Mr Bender, once you peelbond and paint, come back and as you are doing your finish coat score the bottom of the shakes with a sharp 5 in one to let moisture escape. If this is a moisture peeling problem which with shakes and your description it sounds like it is, this can make a BIG difference. When XIM came out to train me on applying peelbond they taught me this.


----------



## johnpaint (Sep 20, 2008)

Gods sakes: I bet it look's like icing on a cake.arty:


----------



## Bender (Aug 10, 2008)

Thanks tsu! That makes a lot of sense:thumbsup:


----------



## Bender (Aug 10, 2008)

> Gods sakes: I bet it look's like icing on a cake.arty:


Yeah, I meant to snap some pics but we started talking about mushrooms and I forgot


----------



## APF (Jun 6, 2009)

*primer*

so the peel bond has worked well for you then? You have seen past work stay nice??


----------



## johnpaint (Sep 20, 2008)

You know Bender it's getting to where I really don't like to mess with cedar shingles. Cedar has to be the worst wood to do about anything with. Don't get me wrong I love the smell of cedar, the look of nice new cedar wood applied to a house, but given a few years and man there is nothing you can do to make it hold paint.And given the fact that shingles lay on top of each other wicking in water all the time. 
I do like what some people are doing on the coast I have seen where they just let it gray out and that's it.


----------



## Bender (Aug 10, 2008)

> I do like what some people are doing on the coast I have seen where they just let it gray out and that's it.


Ahh,
The "recession" look...


----------



## jordanski (Feb 5, 2009)

*johnpaint*



johnpaint said:


> You know Bender it's getting to where I really don't like to mess with cedar shingles. Cedar has to be the worst wood to do about anything with. Don't get me wrong I love the smell of cedar, the look of nice new cedar wood applied to a house, but given a few years and man there is nothing you can do to make it hold paint.And given the fact that shingles lay on top of each other wicking in water all the time.
> I do like what some people are doing on the coast I have seen where they just let it gray out and that's it.

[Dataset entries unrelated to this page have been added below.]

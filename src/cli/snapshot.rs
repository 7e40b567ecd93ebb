//! Dashboard snapshot files read by the CLI.
//!
//! A snapshot is a TOML file holding the variable definitions of one
//! dashboard, optionally with current selections, plus the canned query
//! responses the fixture executor answers with:
//!
//! ```toml
//! [[variables]]
//! name = "region"
//! type = "custom"
//! custom_values = "eu, us"
//!
//! [[variables]]
//! name = "host"
//! type = "query"
//! query_template = "hosts({{.region}})"
//!
//! [fixtures]
//! "hosts(eu)" = ["h1", "h2"]
//! "hosts(us)" = { values = ["h3"], delay_ms = 20 }
//! ```

use anyhow::{Context, Result};
use serde::Deserialize;
use std::collections::BTreeMap;
use std::path::Path;
use tokio::fs;
use tracing::debug;

use crate::core::DashvarError;
use crate::executor::{FixtureExecutor, FixtureResponse};
use crate::variable::VariableSet;

#[derive(Debug, Deserialize)]
pub struct DashboardSnapshot {
    #[serde(default)]
    pub variables: VariableSet,

    #[serde(default)]
    pub fixtures: BTreeMap<String, FixtureResponse>,
}

impl DashboardSnapshot {
    /// Reads and parses a snapshot file.
    ///
    /// # Errors
    ///
    /// Fails if the file cannot be read, or with
    /// [`DashvarError::SnapshotParseError`] if it is not a valid snapshot.
    pub async fn load(path: &Path) -> Result<Self> {
        let content = fs::read_to_string(path)
            .await
            .with_context(|| format!("Failed to read snapshot {}", path.display()))?;
        let snapshot = Self::parse(&content).map_err(|e| match e {
            DashvarError::TomlError(e) => DashvarError::SnapshotParseError {
                file: path.display().to_string(),
                reason: e.message().to_string(),
            },
            other => other,
        })?;
        debug!(
            variables = snapshot.variables.len(),
            fixtures = snapshot.fixtures.len(),
            "Loaded snapshot from {}",
            path.display()
        );
        Ok(snapshot)
    }

    /// Parses snapshot text.
    ///
    /// # Errors
    ///
    /// Returns [`DashvarError::TomlError`] for malformed TOML or invalid
    /// variable definitions.
    pub fn parse(content: &str) -> Result<Self, DashvarError> {
        Ok(toml::from_str(content)?)
    }

    /// Executor answering from this snapshot's fixtures.
    pub fn executor(&self) -> FixtureExecutor {
        FixtureExecutor::new(self.fixtures.clone())
    }
}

what I've seen older guys do here on a cedar shingle install is build a rack out of 1/2' pvc, nails, and lumber, nails are spacers, all but the top 1" of shingle is primed on all sides and dried upside down between the rows of pvc, takes 30 minutes to build, I was taught by a wise old man shingles need to be back-primed for the very reason you're talking about... 

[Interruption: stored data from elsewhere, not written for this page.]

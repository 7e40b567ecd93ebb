//! Query identity and the result cache keyed by it.
//!
//! A [`QueryCacheKey`] identifies "this variable's query given the current
//! selections of the variables it references". It is the only identity used
//! to deduplicate query execution and to recognise stale completions: a
//! completion whose key no longer matches the variable's current key is
//! ignored.

use std::collections::{HashMap, VecDeque};
use std::fmt;

use crate::options::OptionSet;
use crate::variable::{Variable, VariableSet};

use super::extract_dependencies;

/// Cache key for a query variable's effective query.
///
/// Built from:
/// - a namespace shared by every key of a session
/// - the variable name
/// - a dependency signature: each referenced name concatenated with that
///   dependency's selection string, whitespace stripped
///
/// The signature has no separators, so `ab` selecting `c` and `a` selecting
/// `bc` produce the same signature. Keys are an approximate identity, not a
/// collision-free hash.
#[derive(Debug, Clone, PartialEq, Eq, Hash)]
pub struct QueryCacheKey {
    pub namespace: String,
    pub variable_name: String,
    pub dependency_signature: String,
}

impl fmt::Display for QueryCacheKey {
    fn fmt(&self, f: &mut fmt::Formatter<'_>) -> fmt::Result {
        write!(f, "{}/{}/{}", self.namespace, self.variable_name, self.dependency_signature)
    }
}

/// Builds the cache key of `variable` against the current `variables`.
///
/// Returns `None` for non-query variables, which never execute queries.
/// Dependencies missing from the set contribute their name and an empty value.
///
/// # Examples
///
/// ```
/// use dashvars::templating::build_key;
/// use dashvars::variable::{SelectedValue, Variable, VariableSet};
///
/// let variables = VariableSet::from_variables([
///     Variable::custom("env", "prod").with_selection(SelectedValue::single("prod")),
///     Variable::query("host", "hosts({{ .env }}, {{.zone}})"),
/// ])
/// .unwrap();
///
/// let key = build_key("ns", variables.get("host").unwrap(), &variables).unwrap();
/// assert_eq!(key.dependency_signature, "envprodzone");
/// ```
pub fn build_key(
    namespace: &str,
    variable: &Variable,
    variables: &VariableSet,
) -> Option<QueryCacheKey> {
    let template = variable.query_template()?;

    let mut signature = String::new();
    for dependency in extract_dependencies(template) {
        signature.push_str(&dependency);
        signature.push_str(&variables.selected_value_string(&dependency));
    }
    signature.retain(|c| !c.is_whitespace());

    Some(QueryCacheKey {
        namespace: namespace.to_string(),
        variable_name: variable.name.clone(),
        dependency_signature: signature,
    })
}

/// Bounded cache of successful query results.
///
/// Entries are evicted oldest-first once `capacity` is reached. The cache
/// lives as long as its session.
#[derive(Debug)]
pub struct QueryCache {
    entries: HashMap<QueryCacheKey, OptionSet>,
    /// Insertion order for eviction
    order: VecDeque<QueryCacheKey>,
    capacity: usize,
    hits: usize,
    misses: usize,
}

impl QueryCache {
    /// Creates a cache holding at most `capacity` results (minimum 1).
    pub fn new(capacity: usize) -> Self {
        Self {
            entries: HashMap::new(),
            order: VecDeque::new(),
            capacity: capacity.max(1),
            hits: 0,
            misses: 0,
        }
    }

    /// Get a cached result if available
    pub fn get(&mut self, key: &QueryCacheKey) -> Option<&OptionSet> {
        if let Some(options) = self.entries.get(key) {
            self.hits += 1;
            Some(options)
        } else {
            self.misses += 1;
            None
        }
    }

    /// Insert a result, evicting the oldest entry when full
    pub fn insert(&mut self, key: QueryCacheKey, options: OptionSet) {
        if self.entries.insert(key.clone(), options).is_some() {
            return;
        }
        self.order.push_back(key);
        while self.order.len() > self.capacity {
            if let Some(oldest) = self.order.pop_front() {
                self.entries.remove(&oldest);
            }
        }
    }

    /// Drop every result for one variable, e.g. on an explicit refresh
    pub fn invalidate_variable(&mut self, variable_name: &str) {
        self.entries.retain(|key, _| key.variable_name != variable_name);
        self.order.retain(|key| key.variable_name != variable_name);
    }

    pub fn len(&self) -> usize {
        self.entries.len()
    }

    pub fn is_empty(&self) -> bool {
        self.entries.is_empty()
    }

    /// Get cache statistics as `(hits, misses)`
    pub fn stats(&self) -> (usize, usize) {
        (self.hits, self.misses)
    }

    /// Calculate hit rate as a percentage
    pub fn hit_rate(&self) -> f64 {
        let total = self.hits + self.misses;
        if total == 0 {
            0.0
        } else {
            (self.hits as f64 / total as f64) * 100.0
        }
    }
}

what say you, good scholar?
peace,
jordan

ps. I watched the shingles on this 5 plex of row homes get shot up last august, raw wood, they are already cupping badly... I've also painted 50 yr. old rake shingles and had one or two moisture bubbles on the whole house the next year, I don't think it's the cedar, I think it's installation practices and moisture content of the shingles when they're shot up... sometimes I look at the bundles at the lumber yard and they are soaking wet.:no:


----------